Guantánamo Public Memory Project

What is in a Name?

Camp X-Ray, the first location where detainees were held at the United States Naval Base in Guantanamo Bay, Cuba stands empty and overgrown January 17, 2006.

Camp X-Ray months after prisoners were moved to Camp Delta in April 2002. Image by © Joe Skipper/Reuters/Corbis

The language of post 9-11 Guantánamo is intrinsically messy. Terminology is designed to be complicated, interwoven with the realities of legality and circumstances. This couldn’t be truer when referring to the group of 300 men, detained at Camp X-Ray between January to March 2002.

Camp X-Ray was originally built in 1994 as a detention facility for migrants and refugees who were deemed criminals or had failed the screening process. The camp was set apart from the rest of the naval station, both by its location on the southeastern side of the base and its name––set at the end of the alphabet, unlike the other bases on the island. Some explain that its name reinforces its association as a place set apart for criminals, far from Camp Alpha or Camp Delta. Others assert that this name is solely based on its isolated location. Etymology aside, military officials chose this site as the detention facility for ‘enemy combatants’ who were transferred from Kandahar. Within three weeks, 120 hastily built mesh cage cells were constructed on the site, just in time for the first arrival of detainees on January 11, 2002.

While researching Camp X-Ray, I was struck by the paradigm of seemingly haphazard standards, in contrast to the very deliberate terms used to describe the inhabitants of the detention center. Terrorist, prisoner, detainee, or unlawful enemy combatant all have their own connotations, rooted in ideology. For instance, the definitions of detainee, someone who is captured during an armed conflict, and enemy combatant, an individual who is detained during an armed conflict, initially seem very similar. However, the legal implications reveal that they are quite different. Detainees, prisoners, or lawful enemy combatants are entitled to prisoner of war status under the Geneva Convention, the international agreement on humanitarian treatment. An unlawful enemy combatant, according to the Department of Defense in December of 2002, does not receive such protections.

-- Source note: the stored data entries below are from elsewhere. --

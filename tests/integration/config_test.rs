use assert_cmd::Command;
use predicates::prelude::*;
use std::path::Path;

/// `routescan` with no user config and no ROUTESCAN_* variables leaking in.
fn routescan(config_home: &Path) -> Command {
    let mut cmd = Command::cargo_bin("routescan").unwrap();
    cmd.env("XDG_CONFIG_HOME", config_home);
    for key in [
        "ROUTESCAN_FORMAT",
        "ROUTESCAN_QUIET",
        "ROUTESCAN_INCLUDE_TESTS",
        "ROUTESCAN_INCLUDE",
        "ROUTESCAN_EXCLUDE",
        "ROUTESCAN_FRAMEWORKS",
        "ROUTESCAN_DEBOUNCE_MS",
    ] {
        cmd.env_remove(key);
    }
    cmd
}

fn write_flask_app(dir: &Path) {
    std::fs::write(
        dir.join("app.py"),
        "from flask import Flask\napp = Flask(__name__)\n\n@app.route('/ok', methods=['POST'])\ndef ok():\n    pass\n",
    )
    .unwrap();
}

#[test]
fn config_show_defaults() {
    let tmp = tempfile::tempdir().unwrap();
    let home = tempfile::tempdir().unwrap();
    routescan(home.path())
        .args(["config", "show", "--path", tmp.path().to_str().unwrap()])
        .assert()
        .success()
        .stdout(predicate::str::contains("Loaded config files: (none)"))
        .stdout(predicate::str::contains("Resolved settings:"))
        .stdout(predicate::str::contains("defaults.format: text <- default"))
        .stdout(predicate::str::contains("defaults.quiet: false <- default"))
        .stdout(predicate::str::contains("watch.debounce_ms: 250 <- default"))
        .stdout(predicate::str::contains(
            "frameworks.enabled: [\"Spring\", \"JAX-RS\", \"Gin\", \"Echo\", \"FastAPI\", \"Flask\"] <- default",
        ));
}

#[test]
fn config_show_with_project_config() {
    let tmp = tempfile::tempdir().unwrap();
    let home = tempfile::tempdir().unwrap();
    std::fs::write(
        tmp.path().join(".routescan.toml"),
        r#"
[defaults]
format = "json"
quiet = true

[frameworks]
enabled = ["flask", "spring"]

[watch]
debounce_ms = 500
"#,
    )
    .unwrap();

    routescan(home.path())
        .args(["config", "show", "--path", tmp.path().to_str().unwrap()])
        .assert()
        .success()
        .stdout(predicate::str::contains(".routescan.toml"))
        .stdout(predicate::str::contains("defaults.format: json <- project config"))
        .stdout(predicate::str::contains("defaults.quiet: true <- project config"))
        .stdout(predicate::str::contains(
            "frameworks.enabled: [\"Spring\", \"Flask\"] <- project config",
        ))
        .stdout(predicate::str::contains("watch.debounce_ms: 500 <- project config"));
}

#[test]
fn config_show_env_override() {
    let tmp = tempfile::tempdir().unwrap();
    let home = tempfile::tempdir().unwrap();
    routescan(home.path())
        .env("ROUTESCAN_FORMAT", "json")
        .args(["config", "show", "--path", tmp.path().to_str().unwrap()])
        .assert()
        .success()
        .stdout(predicate::str::contains(
            "defaults.format: json <- env var (ROUTESCAN_FORMAT)",
        ));
}

#[test]
fn config_show_lists_ignore_patterns() {
    let tmp = tempfile::tempdir().unwrap();
    let home = tempfile::tempdir().unwrap();
    std::fs::write(tmp.path().join(".routescanignore"), "# generated\ngen/\n").unwrap();

    routescan(home.path())
        .args(["config", "show", "--path", tmp.path().to_str().unwrap()])
        .assert()
        .success()
        .stdout(predicate::str::contains("Ignore file patterns:"))
        .stdout(predicate::str::contains("gen/**"));
}

#[test]
fn config_show_invalid_path() {
    let home = tempfile::tempdir().unwrap();
    routescan(home.path())
        .args(["config", "show", "--path", "/definitely/not/here"])
        .assert()
        .failure()
        .stderr(predicate::str::contains("Invalid path"));
}

#[test]
fn project_config_drives_scan() {
    let tmp = tempfile::tempdir().unwrap();
    let home = tempfile::tempdir().unwrap();
    write_flask_app(tmp.path());
    std::fs::write(
        tmp.path().join(".routescan.toml"),
        "[defaults]\nformat = \"json\"\nquiet = true\n",
    )
    .unwrap();

    let output = routescan(home.path())
        .args(["scan", tmp.path().to_str().unwrap()])
        .assert()
        .success()
        .get_output()
        .stdout
        .clone();
    let json: serde_json::Value = serde_json::from_slice(&output).unwrap();
    assert_eq!(json["endpoints"][0]["method"], "POST");
    assert_eq!(json["endpoints"][0]["path"], "/ok");
}

#[test]
fn cli_flag_beats_project_config() {
    let tmp = tempfile::tempdir().unwrap();
    let home = tempfile::tempdir().unwrap();
    write_flask_app(tmp.path());
    std::fs::write(
        tmp.path().join(".routescan.toml"),
        "[defaults]\nformat = \"json\"\n",
    )
    .unwrap();

    routescan(home.path())
        .args(["scan", tmp.path().to_str().unwrap(), "--format", "text", "--quiet"])
        .assert()
        .success()
        .stdout(predicate::str::contains("POST /ok"))
        .stdout(predicate::str::contains("\"metadata\"").not());
}

#[test]
fn ignore_file_excludes_from_scan() {
    let tmp = tempfile::tempdir().unwrap();
    let home = tempfile::tempdir().unwrap();
    write_flask_app(tmp.path());
    std::fs::create_dir(tmp.path().join("gen")).unwrap();
    write_flask_app(&tmp.path().join("gen"));
    std::fs::write(tmp.path().join(".routescanignore"), "gen/\n").unwrap();

    let output = routescan(home.path())
        .args(["scan", tmp.path().to_str().unwrap(), "--format", "json", "--quiet"])
        .assert()
        .success()
        .get_output()
        .stdout
        .clone();
    let json: serde_json::Value = serde_json::from_slice(&output).unwrap();
    assert_eq!(json["metadata"]["files_scanned"], 1);
}

#[test]
fn malformed_config_is_an_error() {
    let tmp = tempfile::tempdir().unwrap();
    let home = tempfile::tempdir().unwrap();
    std::fs::write(tmp.path().join(".routescan.toml"), "[defaults\nformat = ").unwrap();

    routescan(home.path())
        .args(["config", "show", "--path", tmp.path().to_str().unwrap()])
        .assert()
        .failure()
        .stderr(predicate::str::contains("Invalid project config"));
}

#[test]
fn unknown_framework_in_config_is_an_error() {
    let tmp = tempfile::tempdir().unwrap();
    let home = tempfile::tempdir().unwrap();
    std::fs::write(
        tmp.path().join(".routescan.toml"),
        "[frameworks]\nenabled = [\"django\"]\n",
    )
    .unwrap();

    routescan(home.path())
        .args(["config", "show", "--path", tmp.path().to_str().unwrap()])
        .assert()
        .failure()
        .stderr(predicate::str::contains("django"));
}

All of these intricacies have been the subject of debate, especially in light of the conditions present at Camp X-Ray. As court cases close the legal loopholes surrounding the Geneva Conventions, the implications of these terms turns to public perception. Do such fungible terms, which can so concretely implicate a specific ideology, inform our opinion of those individuals held at Guantánamo? How does our terminology effect who remains at Guantánamo? Realistically, I believe it does. It is easy to separate our selves from these terms, to use terminology to paint ‘enemy’ onto a detainee and push them and the condition they are held far from our minds––to use terminology as a crutch to implicate human rights violations. I think an examination of our vocabulary is necessary, and allows us to continue the conversation of Guantánamo’s public memory.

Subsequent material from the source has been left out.